Turtle Bay Resort expansion

Background

Community opposition towards the planned Turtle Bay resort expansion has been strong since the resort’s previous owner Oaktree Capital Management announced plans to revive the decades-old plan in 2005, before the company defaulted on its $400 million debt to Credit Suisse and Wells Fargo, causing the resort to linger in foreclosure since 2007. Kuilima Resort Company (KRC), now headed by local developer and Maui born Standford Carr, plans on expanding the current hotel from less than 500 rooms to 4000 hotel and condominium units. Community members have been working to prevent the development from being built, making various attempts to put a stop to the expansion.

On September 8 2009, the community preservation group Keep the North Shore Country, and the Hawaii Chapter of the Sierra Club asked the Hawaii Supreme Court to decide whether a supplemental environmental review of the proposed expansion is necessary. In the brief they filed, the organizations ask for reversal of the blanket rule, which states that agencies would never be required or even allowed to consider changes in a project’s environment, no matter how potentially significant the environmental impacts may be.

The last environmental impact statement (EIS), which was completed back in 1985, does not take into consideration significant community and environmental changes that have become relevant in the 24 years since the last EIS was finished. Environmental changes that community members are concerned with include the estimated increase of 2,050 additional cars per hour on Kamehameha Highway that was determined from a 2005 traffic study done for KRC, as well as the nesting of endangered species like the Hawaiian Monk Seal around the proposed construction area—neither of which are included in the original EIS.
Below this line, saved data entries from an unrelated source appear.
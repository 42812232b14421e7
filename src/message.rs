//! Normalized message model for exported conversations.
//!
//! This module provides [`Message`] and [`Attachment`], the lossless
//! representation every parsed message node is converted into. The same
//! structs are serialized verbatim into chunk files, so the field names here
//! are the public output schema.
//!
//! # Examples
//!
//! ## Builder Pattern
//!
//! ```
//! use chatpage::Message;
//!
//! let msg = Message::new("message42")
//!     .with_sender("Alice")
//!     .with_text("Hello, world!");
//!
//! assert_eq!(msg.message_id, "message42");
//! assert_eq!(msg.from_name.as_deref(), Some("Alice"));
//! assert!(msg.has_text());
//! ```
//!
//! ## Serialization
//!
//! Every field is always present in JSON; absent values become `null`:
//!
//! ```
//! use chatpage::Message;
//!
//! let json = serde_json::to_string(&Message::new("message1"))?;
//! assert!(json.contains(r#""dt_iso":null"#));
//! assert!(json.contains(r#""attachments":[]"#));
//! # Ok::<(), serde_json::Error>(())
//! ```

use chrono::NaiveDateTime;
use serde::{Deserialize, Serialize};

/// Identifier used when a message node carries no usable `id` attribute.
pub const UNKNOWN_MESSAGE_ID: &str = "unknown";

/// Kind of media attached to a message.
#[derive(Debug, Clone, Copy, PartialEq, Eq, Hash, Serialize, Deserialize)]
#[serde(rename_all = "snake_case")]
pub enum AttachmentKind {
    Photo,
    Video,
    File,
    Sticker,
    Voice,
    RoundVideo,
}

impl std::fmt::Display for AttachmentKind {
    fn fmt(&self, f: &mut std::fmt::Formatter<'_>) -> std::fmt::Result {
        match self {
            AttachmentKind::Photo => write!(f, "photo"),
            AttachmentKind::Video => write!(f, "video"),
            AttachmentKind::File => write!(f, "file"),
            AttachmentKind::Sticker => write!(f, "sticker"),
            AttachmentKind::Voice => write!(f, "voice"),
            AttachmentKind::RoundVideo => write!(f, "round_video"),
        }
    }
}

/// A media file referenced by a message.
#[derive(Debug, Clone, PartialEq, Eq, Serialize, Deserialize)]
pub struct Attachment {
    pub kind: AttachmentKind,

    /// Path relative to the output root, e.g. `media/chat_001/photos/photo_1.jpg`.
    pub href: String,

    /// Normalized link text, when the link had any.
    #[serde(default)]
    pub title: Option<String>,

    /// Duration label as displayed in the export (e.g. `0:12`).
    #[serde(default)]
    pub duration: Option<String>,
}

impl Attachment {
    /// Creates an attachment with no title or duration.
    pub fn new(kind: AttachmentKind, href: impl Into<String>) -> Self {
        Self {
            kind,
            href: href.into(),
            title: None,
            duration: None,
        }
    }
}

/// Outcome of a call recorded in the export.
#[derive(Debug, Clone, Copy, PartialEq, Eq, Hash, Serialize, Deserialize)]
#[serde(rename_all = "lowercase")]
pub enum CallType {
    Incoming,
    Outgoing,
    Missed,
    Cancelled,
}

/// A normalized chat message.
///
/// | Field | Description |
/// |-------|-------------|
/// | `message_id` | Source identifier (`message123`), never empty |
/// | `timestamp` | Naive local send time, serialized as `dt_iso` |
/// | `from_name` | Explicit or inherited sender |
/// | `html_text` | Raw inner markup of the text node |
/// | `plain_text` | Whitespace-normalized text, possibly empty |
/// | `reply_to` | Identifier of the message replied to |
/// | `forwarded_from` / `forwarded_date` | Forward provenance |
/// | `call_type` / `call_duration` | Call metadata, duration in seconds |
/// | `attachments` | Media files, unique by `href` |
/// | `is_service` | Structural/system message flag |
#[derive(Debug, Clone, PartialEq, Serialize, Deserialize)]
pub struct Message {
    pub message_id: String,

    #[serde(rename = "dt_iso", default)]
    pub timestamp: Option<NaiveDateTime>,

    #[serde(default)]
    pub from_name: Option<String>,

    /// Absent exactly when the message had no text node.
    #[serde(default)]
    pub html_text: Option<String>,

    #[serde(default)]
    pub plain_text: String,

    #[serde(default)]
    pub reply_to: Option<String>,

    #[serde(default)]
    pub forwarded_from: Option<String>,

    #[serde(default)]
    pub forwarded_date: Option<String>,

    #[serde(default)]
    pub call_type: Option<CallType>,

    #[serde(default)]
    pub call_duration: Option<u32>,

    #[serde(default)]
    pub attachments: Vec<Attachment>,

    #[serde(default)]
    pub is_service: bool,
}

impl Message {
    /// Creates an empty message with the given identifier.
    ///
    /// A blank identifier is replaced with [`UNKNOWN_MESSAGE_ID`].
    pub fn new(message_id: impl Into<String>) -> Self {
        let message_id = message_id.into();
        let message_id = if message_id.trim().is_empty() {
            UNKNOWN_MESSAGE_ID.to_string()
        } else {
            message_id
        };

        Self {
            message_id,
            timestamp: None,
            from_name: None,
            html_text: None,
            plain_text: String::new(),
            reply_to: None,
            forwarded_from: None,
            forwarded_date: None,
            call_type: None,
            call_duration: None,
            attachments: Vec::new(),
            is_service: false,
        }
    }

    // =========================================================================
    // Builder methods
    // =========================================================================

    #[must_use]
    pub fn with_timestamp(mut self, ts: NaiveDateTime) -> Self {
        self.timestamp = Some(ts);
        self
    }

    #[must_use]
    pub fn with_sender(mut self, name: impl Into<String>) -> Self {
        self.from_name = Some(name.into());
        self
    }

    /// Sets both the plain text and an identical HTML body.
    #[must_use]
    pub fn with_text(mut self, text: impl Into<String>) -> Self {
        let text = text.into();
        self.html_text = Some(text.clone());
        self.plain_text = text;
        self
    }

    #[must_use]
    pub fn with_forwarded_from(mut self, name: impl Into<String>) -> Self {
        self.forwarded_from = Some(name.into());
        self
    }

    #[must_use]
    pub fn with_attachment(mut self, attachment: Attachment) -> Self {
        self.attachments.push(attachment);
        self
    }

    #[must_use]
    pub fn service(mut self) -> Self {
        self.is_service = true;
        self
    }

    // =========================================================================
    // Utility methods
    // =========================================================================

    /// Returns `true` if the normalized text is non-empty.
    pub fn has_text(&self) -> bool {
        !self.plain_text.is_empty()
    }

    /// Returns `true` if the message was forwarded from elsewhere.
    pub fn is_forwarded(&self) -> bool {
        self.forwarded_from.is_some()
    }
}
In 2006, the City and County of Honolulu’s Department of Planning and Permitting (DPP) made the decision that Kuilima Resort Company, would not be required to produce an EIS for their 25-year-old plan to expand the Turtle Bay Resort. That same year, Keep the North Shore Country and the Hawaii Chapter of the Sierra Club filed suit to compel the DPP to require a supplemental EIS. Both the Circuit Court and Intermediate Court of Appeals ruled in favor of Kuilima Resort Company and the City and County of Honolulu, and decided that as long as there would be no changes to the project design, no supplemental EIS would be required regardless of how much the project’s surrounding environment changes.

In September, support was shown for North Shore when six state and national conservation organizations, represented by non-profit public interest law firm Earthjustice, filed a brief in the Hawaii Supreme Court asking the court to take up the appeal of the two Keep the North Shore Country and the Sierra Club. Much to the relief of opponents to the expansion, the Hawaii Supreme Court agreed to hear the case of the community organizations and scheduled a hearing on December 17.

On February 5 the Defend Oahu Coalition (DOC) appeared before the State Land Use Commission (LUC) for the sixth time regarding a motion the coalition made requesting the LUC to reclassify 236 of the 880 acres of urban-zoned land that developers hope to build the Turtle Bay Resort expansion on. After the LUC attempted to deny the motion, they then attempted to approve it, and with no votes for either option, concluded the hearing without a ruling on the motion.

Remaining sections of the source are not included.